I’ve had a big disappointment recently. As my mother would say, “Look what happened. You put all your eggs in one basket, tripped, fell, and now you don’t even have enough to scramble one egg never mind a dozen. Now what are you going to do about it”? The tripping and falling part is legitimate in this saying; as everyone knows I am a Calamity Jane. I have set myself on fire, almost chopped off a finger, dropped and tripped over things, and the list goes on. Yet, while I may be disappointed, my persistent, creative mind won’t leave me alone.
I do fall in and out of opportunities more than the number of times Chevy Chase fell on Saturday Night Live. And if you don’t know about his falls on SNL, I suggest you watch the old SNL shows. Every time he fell, he got right back up with a smile on his face to continue in the sketch. Of course the falls were a part of the show, but it’s the attitude I’m highlighting. Always getting back up with a smile. So, what will I do now?
I was in line for a big opportunity on the culinary side of my life. I prepared, studied, went through a ton of stages to get where I wanted to go. Recently the final decision came in and I lost out. The reason was not due to people not liking me, loving my techniques, or what I had to offer. I wasn’t the right fit for them or where they were going. Understandable. I have had many job offers where I felt the company was not the right fit for me so it’s understandable it could go the other way around. But (in my pathetic crying voice), “I wanted it so badly”!

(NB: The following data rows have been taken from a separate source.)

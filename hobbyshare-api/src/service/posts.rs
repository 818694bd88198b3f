//! Post writes and feed reads.
//!
//! Every write runs in one store transaction. Image rows are inserted inside
//! that transaction while the image bytes travel to object storage through
//! [`ImageUploadEvent`]s that are only published once the transaction commits.
//! When any image step fails, every object name reserved so far is deleted
//! from storage before the write is abandoned.

use crate::events::{ImageEventSender, ImageUploadEvent, publish_image_events};
use hobbyshare_common::{
    model::{
        Id,
        post::{Post, PostContent, PostMarker, PostView, PostSummary},
        tag::HobbyTagMarker,
        user::UserMarker,
    },
    storage::{ImageFile, ObjectStorage, StorageError},
    store::{PostStore, PostTransaction, StoreError},
    util::PageSize,
};
use std::{collections::HashMap, sync::Arc};
use thiserror::Error;
use tracing::{debug, error, info, warn};

pub type Result<T, E = PostError> = std::result::Result<T, E>;

#[derive(Debug, Error)]
pub enum PostError {
    #[error("Post {0} was not found")]
    PostNotFound(Id<PostMarker>),
    #[error("User {actor} may not modify post {post}")]
    Forbidden {
        post: Id<PostMarker>,
        actor: Id<UserMarker>,
    },
    #[error("Uploading the post images failed")]
    FileUploadFailed,
    #[error(transparent)]
    Store(#[from] StoreError),
    #[error(transparent)]
    Storage(#[from] StorageError),
}

#[derive(Debug, Error)]
enum ImageStepError {
    #[error("{0:?} is not an image")]
    NotAnImage(String),
    #[error(transparent)]
    Store(#[from] StoreError),
}

#[derive(Clone, Eq, PartialEq, Debug)]
pub struct CreatePost {
    pub content: PostContent,
    pub hobby_tag_names: Vec<String>,
    pub images: Vec<ImageFile>,
}

#[derive(Clone, Eq, PartialEq, Debug)]
pub struct UpdatePost {
    pub content: PostContent,
    /// URLs of existing images to remove. URLs the post does not own are ignored.
    pub deleted_image_urls: Vec<String>,
    /// Replaces the whole tag set. An empty list clears it.
    pub hobby_tag_names: Vec<String>,
    pub images: Vec<ImageFile>,
}

#[derive(Copy, Clone, Eq, PartialEq, Debug, Default)]
pub struct FeedQuery {
    /// Only posts sharing a tag with the reader's interests.
    pub filter_by_tags: bool,
    /// Cursor from the previous page. `None` or id `0` starts at the newest post.
    pub last_post_id: Option<Id<PostMarker>>,
    pub page_size: PageSize,
}

/// Fails unless `actor` wrote `post`.
pub fn assert_owner(post: &Post, actor: Id<UserMarker>) -> Result<()> {
    if post.author == actor {
        Ok(())
    } else {
        Err(PostError::Forbidden {
            post: post.id,
            actor,
        })
    }
}

#[derive(Debug)]
pub struct PostService<S> {
    store: Arc<S>,
    storage: Arc<dyn ObjectStorage>,
    image_events: ImageEventSender,
}

impl<S> Clone for PostService<S> {
    fn clone(&self) -> Self {
        Self {
            store: Arc::clone(&self.store),
            storage: Arc::clone(&self.storage),
            image_events: self.image_events.clone(),
        }
    }
}

impl<S: PostStore> PostService<S> {
    pub fn new(
        store: Arc<S>,
        storage: Arc<dyn ObjectStorage>,
        image_events: ImageEventSender,
    ) -> Self {
        Self {
            store,
            storage,
            image_events,
        }
    }

    pub async fn create(&self, author: Id<UserMarker>, request: CreatePost) -> Result<Id<PostMarker>> {
        let mut tx = self.store.begin().await?;

        let post_id = tx.create_post(author, &request.content).await?;
        let events = upload_images(self.storage.as_ref(), &mut tx, post_id, request.images).await?;
        if !request.hobby_tag_names.is_empty() {
            replace_hobby_tags(&mut tx, post_id, &request.hobby_tag_names).await?;
        }

        tx.commit().await?;

        info!(%post_id, %author, images = events.len(), "Created post");
        publish_image_events(&self.image_events, events);

        Ok(post_id)
    }

    pub async fn update(
        &self,
        actor: Id<UserMarker>,
        post_id: Id<PostMarker>,
        request: UpdatePost,
    ) -> Result<()> {
        let mut tx = self.store.begin().await?;

        let post = tx
            .fetch_post(post_id)
            .await?
            .ok_or(PostError::PostNotFound(post_id))?;
        assert_owner(&post, actor)?;

        tx.update_post_content(post_id, &request.content).await?;

        let mut removed = 0_usize;
        for image in &post.images {
            if !request.deleted_image_urls.contains(&image.url) {
                continue;
            }

            self.storage
                .delete_object(self.storage.object_key(&image.url))
                .await?;
            tx.delete_post_image(image.id).await?;
            removed += 1;
        }

        let events = upload_images(self.storage.as_ref(), &mut tx, post_id, request.images).await?;
        replace_hobby_tags(&mut tx, post_id, &request.hobby_tag_names).await?;

        tx.commit().await?;

        info!(%post_id, %actor, removed, added = events.len(), "Updated post");
        publish_image_events(&self.image_events, events);

        Ok(())
    }

    pub async fn delete(&self, actor: Id<UserMarker>, post_id: Id<PostMarker>) -> Result<()> {
        let mut tx = self.store.begin().await?;

        let post = tx
            .fetch_post(post_id)
            .await?
            .ok_or(PostError::PostNotFound(post_id))?;
        assert_owner(&post, actor)?;

        for image in &post.images {
            self.storage
                .delete_object(self.storage.object_key(&image.url))
                .await?;
        }
        tx.delete_post(post_id).await?;

        tx.commit().await?;

        info!(%post_id, %actor, images = post.images.len(), "Deleted post");
        Ok(())
    }

    pub async fn find_post(&self, post_id: Id<PostMarker>) -> Result<PostView> {
        let summary = self
            .store
            .fetch_post_summary(post_id)
            .await?
            .ok_or(PostError::PostNotFound(post_id))?;
        let counts = self.fetch_comment_counts(&[post_id]).await?;

        Ok(with_comment_count(summary, &counts))
    }

    /// One feed page, newest first.
    pub async fn find_posts_infinite_scroll(
        &self,
        reader: Id<UserMarker>,
        query: FeedQuery,
    ) -> Result<Vec<PostView>> {
        let before = query.last_post_id.filter(|id| id.get() != 0);

        let post_ids = if query.filter_by_tags {
            let tags = self.store.fetch_user_hobby_tag_ids(reader).await?;
            self.fetch_tagged_post_ids(&tags, before, query.page_size)
                .await?
        } else {
            self.store.fetch_post_ids(before, query.page_size).await?
        };

        if post_ids.is_empty() {
            debug!(%reader, filter_by_tags = query.filter_by_tags, "Feed page is empty");
            return Ok(Vec::new());
        }

        let summaries = self.store.fetch_post_summaries(&post_ids).await?;
        let counts = self.fetch_comment_counts(&post_ids).await?;

        debug!(
            %reader,
            filter_by_tags = query.filter_by_tags,
            posts = summaries.len(),
            "Loaded feed page"
        );

        Ok(summaries
            .into_iter()
            .map(|summary| with_comment_count(summary, &counts))
            .collect())
    }

    async fn fetch_tagged_post_ids(
        &self,
        tags: &[Id<HobbyTagMarker>],
        before: Option<Id<PostMarker>>,
        page_size: PageSize,
    ) -> Result<Vec<Id<PostMarker>>> {
        // A reader without interests matches nothing.
        if tags.is_empty() {
            return Ok(Vec::new());
        }

        Ok(self
            .store
            .fetch_post_ids_with_tags(tags, before, page_size)
            .await?)
    }

    async fn fetch_comment_counts(
        &self,
        post_ids: &[Id<PostMarker>],
    ) -> Result<HashMap<Id<PostMarker>, u64>> {
        Ok(self
            .store
            .fetch_comment_counts(post_ids)
            .await?
            .into_iter()
            .map(|count| (count.post, count.count))
            .collect())
    }
}

fn with_comment_count(post: PostSummary, counts: &HashMap<Id<PostMarker>, u64>) -> PostView {
    let comment_count = counts.get(&post.id).copied().unwrap_or(0);
    PostView {
        post,
        comment_count,
    }
}

async fn replace_hobby_tags<T: PostTransaction>(
    tx: &mut T,
    post_id: Id<PostMarker>,
    names: &[String],
) -> Result<()> {
    let tags = if names.is_empty() {
        Vec::new()
    } else {
        tx.fetch_hobby_tags_by_names(names)
            .await?
            .into_iter()
            .map(|tag| tag.id)
            .collect()
    };

    if tags.len() < names.len() {
        debug!(%post_id, requested = names.len(), found = tags.len(), "Ignoring unknown hobby tags");
    }

    tx.replace_post_hobby_tags(post_id, &tags).await?;
    Ok(())
}

/// Inserts an image row per file and returns the events that store their bytes.
/// On the first failure, every object reserved by this call is deleted again.
async fn upload_images<T: PostTransaction>(
    storage: &dyn ObjectStorage,
    tx: &mut T,
    post_id: Id<PostMarker>,
    files: Vec<ImageFile>,
) -> Result<Vec<ImageUploadEvent>> {
    let mut uploaded_urls = Vec::with_capacity(files.len());
    let mut events = Vec::with_capacity(files.len());

    for file in files {
        match upload_image(storage, tx, post_id, file, &mut uploaded_urls).await {
            Ok(event) => events.push(event),
            Err(err) => {
                warn!(%post_id, error = %err, reserved = uploaded_urls.len(), "Image upload failed, rolling back");
                delete_uploaded(storage, &uploaded_urls).await;
                return Err(PostError::FileUploadFailed);
            }
        }
    }

    Ok(events)
}

async fn upload_image<T: PostTransaction>(
    storage: &dyn ObjectStorage,
    tx: &mut T,
    post_id: Id<PostMarker>,
    file: ImageFile,
    uploaded_urls: &mut Vec<String>,
) -> Result<ImageUploadEvent, ImageStepError> {
    if !file.is_image() {
        return Err(ImageStepError::NotAnImage(file.file_name));
    }

    let name = storage.generate_unique_name(&file.file_name);
    let url = storage.url_for(&name);
    // Recorded before the insert so a failing image is cleaned up too.
    uploaded_urls.push(url.clone());

    let image = tx.create_post_image(post_id, &url).await?;

    Ok(ImageUploadEvent {
        image_id: image.id,
        file_name: name,
        data: file.data,
    })
}

async fn delete_uploaded(storage: &dyn ObjectStorage, urls: &[String]) {
    for url in urls {
        let key = storage.object_key(url);
        if let Err(err) = storage.delete_object(key).await {
            error!(%key, error = %err, "Could not delete uploaded image");
        }
    }
}
use crate::service::{auth::AuthError, auth::AuthService, posts::PostError, posts::PostService};
use axum::{
    Router,
    extract::{
        FromRef, Request,
        multipart::{MultipartError, MultipartRejection},
        rejection::{JsonRejection, PathRejection, QueryRejection},
    },
    http::{StatusCode, Uri},
    response::{IntoResponse, Response},
};
use hobbyshare_common::{
    model::post::InvalidPostContentError, token::TokenError, util::InvalidPageSizeError,
};
use hobbyshare_db::{DbError, client::DbClient};
use extract::Json;
use serde::Serialize;
use std::sync::Arc;
use thiserror::Error;
use tracing::{error, warn};

mod auth;
mod extract;
mod routes;

pub type ServerRouter = Router<ServerState>;

#[derive(Clone, Debug, FromRef)]
pub struct ServerState {
    pub db_client: Arc<DbClient>,
    pub posts: PostService<DbClient>,
    pub auth: AuthService<DbClient>,
}

pub fn routes() -> ServerRouter {
    routes::routes().fallback(fallback)
}

pub async fn fallback(request: Request) -> ServerError {
    ServerError::UnknownRoute(request.into_parts().0.uri)
}

pub type Result<T, E = ServerError> = std::result::Result<T, E>;

#[derive(Debug, Error)]
pub enum ServerError {
    #[error("Unknown route requested: {0}")]
    UnknownRoute(Uri),
    #[error("Path rejected: {0}")]
    PathRejection(#[from] PathRejection),
    #[error("Query rejected: {0}")]
    QueryRejection(#[from] QueryRejection),
    #[error("Incoming JSON rejected: {0}")]
    JsonRejection(#[from] JsonRejection),
    #[error("Multipart body rejected: {0}")]
    MultipartRejection(#[from] MultipartRejection),
    #[error("Multipart body could not be read: {0}")]
    Multipart(#[from] MultipartError),
    #[error("The multipart body has no `request` part")]
    MissingRequestPart,
    #[error("The `request` part is not valid JSON: {0}")]
    InvalidRequestPart(serde_json::Error),
    #[error("JSON response could not be serialized: {0}")]
    JsonResponse(#[from] serde_json::Error),
    #[error("No bearer token was provided")]
    MissingCredentials,
    #[error(transparent)]
    InvalidPageSize(#[from] InvalidPageSizeError),
    #[error(transparent)]
    InvalidPost(#[from] InvalidPostContentError),
    #[error(transparent)]
    Post(#[from] PostError),
    #[error(transparent)]
    Auth(#[from] AuthError),
    #[error(transparent)]
    Database(#[from] DbError),
}

impl ServerError {
    pub fn status(&self) -> StatusCode {
        match self {
            ServerError::UnknownRoute(_) | ServerError::PathRejection(_) => StatusCode::NOT_FOUND,
            ServerError::QueryRejection(_)
            | ServerError::JsonRejection(_)
            | ServerError::MultipartRejection(_)
            | ServerError::Multipart(_)
            | ServerError::MissingRequestPart
            | ServerError::InvalidRequestPart(_)
            | ServerError::InvalidPageSize(_)
            | ServerError::InvalidPost(_) => StatusCode::BAD_REQUEST,
            ServerError::MissingCredentials => StatusCode::UNAUTHORIZED,
            ServerError::JsonResponse(_) | ServerError::Database(_) => {
                StatusCode::INTERNAL_SERVER_ERROR
            }
            ServerError::Post(err) => match err {
                PostError::PostNotFound(_) => StatusCode::NOT_FOUND,
                PostError::Forbidden { .. } => StatusCode::FORBIDDEN,
                PostError::FileUploadFailed | PostError::Store(_) | PostError::Storage(_) => {
                    StatusCode::INTERNAL_SERVER_ERROR
                }
            },
            ServerError::Auth(err) => match err {
                AuthError::Token(TokenError::Signing(_) | TokenError::Lifetime(_))
                | AuthError::Store(_)
                | AuthError::PasswordHash(_) => StatusCode::INTERNAL_SERVER_ERROR,
                AuthError::InvalidCredentials | AuthError::Token(_) => StatusCode::UNAUTHORIZED,
                AuthError::EmailTaken => StatusCode::CONFLICT,
                AuthError::InvalidPassword => StatusCode::BAD_REQUEST,
            },
        }
    }

    /// Stable machine-readable error code for clients.
    pub fn code(&self) -> &'static str {
        match self {
            ServerError::UnknownRoute(_) | ServerError::PathRejection(_) => "NOT_FOUND",
            ServerError::QueryRejection(_)
            | ServerError::JsonRejection(_)
            | ServerError::MultipartRejection(_)
            | ServerError::Multipart(_)
            | ServerError::MissingRequestPart
            | ServerError::InvalidRequestPart(_) => "INVALID_REQUEST",
            ServerError::InvalidPageSize(_) => "INVALID_PAGE_SIZE",
            ServerError::InvalidPost(_) => "INVALID_POST",
            ServerError::MissingCredentials => "MISSING_CREDENTIALS",
            ServerError::Post(PostError::PostNotFound(_)) => "POST_NOT_FOUND",
            ServerError::Post(PostError::Forbidden { .. }) => "FORBIDDEN",
            ServerError::Post(PostError::FileUploadFailed) => "FILE_UPLOAD_FAILED",
            ServerError::Auth(AuthError::InvalidCredentials) => "INVALID_CREDENTIALS",
            ServerError::Auth(AuthError::EmailTaken) => "EMAIL_TAKEN",
            ServerError::Auth(AuthError::InvalidPassword) => "INVALID_PASSWORD",
            ServerError::Auth(AuthError::Token(TokenError::Expired)) => "EXPIRED_TOKEN",
            ServerError::Auth(AuthError::Token(TokenError::Invalid)) => "INVALID_TOKEN",
            ServerError::JsonResponse(_)
            | ServerError::Auth(AuthError::Token(TokenError::Signing(_) | TokenError::Lifetime(_)))
            | ServerError::Database(_)
            | ServerError::Post(PostError::Store(_) | PostError::Storage(_))
            | ServerError::Auth(AuthError::Store(_) | AuthError::PasswordHash(_)) => {
                "INTERNAL_ERROR"
            }
        }
    }
}

#[derive(Copy, Clone, Eq, PartialEq, Ord, PartialOrd, Hash, Serialize)]
struct ErrorResponse {
    status: u16,
    code: &'static str,
}

impl IntoResponse for ServerError {
    fn into_response(self) -> Response {
        let status = self.status();
        let code = self.code();

        if status.is_server_error() {
            error!(error = %self, %status, code, "Replying with error");
        } else {
            warn!(error = %self, %status, code, "Replying with error");
        }

        let error_response = ErrorResponse {
            status: status.as_u16(),
            code,
        };
        (status, Json(error_response)).into_response()
    }
}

I told my husband, “That’s it! I am not cooking anymore”! In which he said, “That’ll be the day. Stop kidding yourself and who cares about this last opportunity. Go out on your own. Every time someone tells you that you can’t do something, you get stubborn and say oh yes I can. Then I see you walking 43 miles in one day to raise funds for charity. I watch you drive off to travel 2200 miles alone, to make it in 37 hours with only a 4 hour break. You always find a way”.
He’s right. I hate hearing I can’t do something. I’m like a child. You tell me not to cross the road without looking both ways and I will cross the road with my eyes shut.
I also pouted to a friend of mine recently and she said, “I will give you three days to mourn and no more. Get over it”! Both of them were very sympathetic weren’t they? However, it was what I needed to hear to get me going again.
Plus, the fact that I still lay at night thinking how I can put blackberries and ghost peppers together to make a great jam. Or, this new candy idea I have that I will share (someday). How to turn my recipes into gluten free or have them according to the low FODMAP diet. Better yet, these incredible food ideas I have just running around inside my brain waiting and pleading to be developed.
I feel God has given me a passion and I don’t want to squander it away. So like Chevy Chase on SNL, I will get back up with a smile on my face and watch out, because I have a new determination like never before. Don’t tell me I can’t because I’m stubborn, competitive, and uniquely creative. I will continue to find my own path in the culinary world with my persistent, creative mind that won’t, thankfully, leave me alone.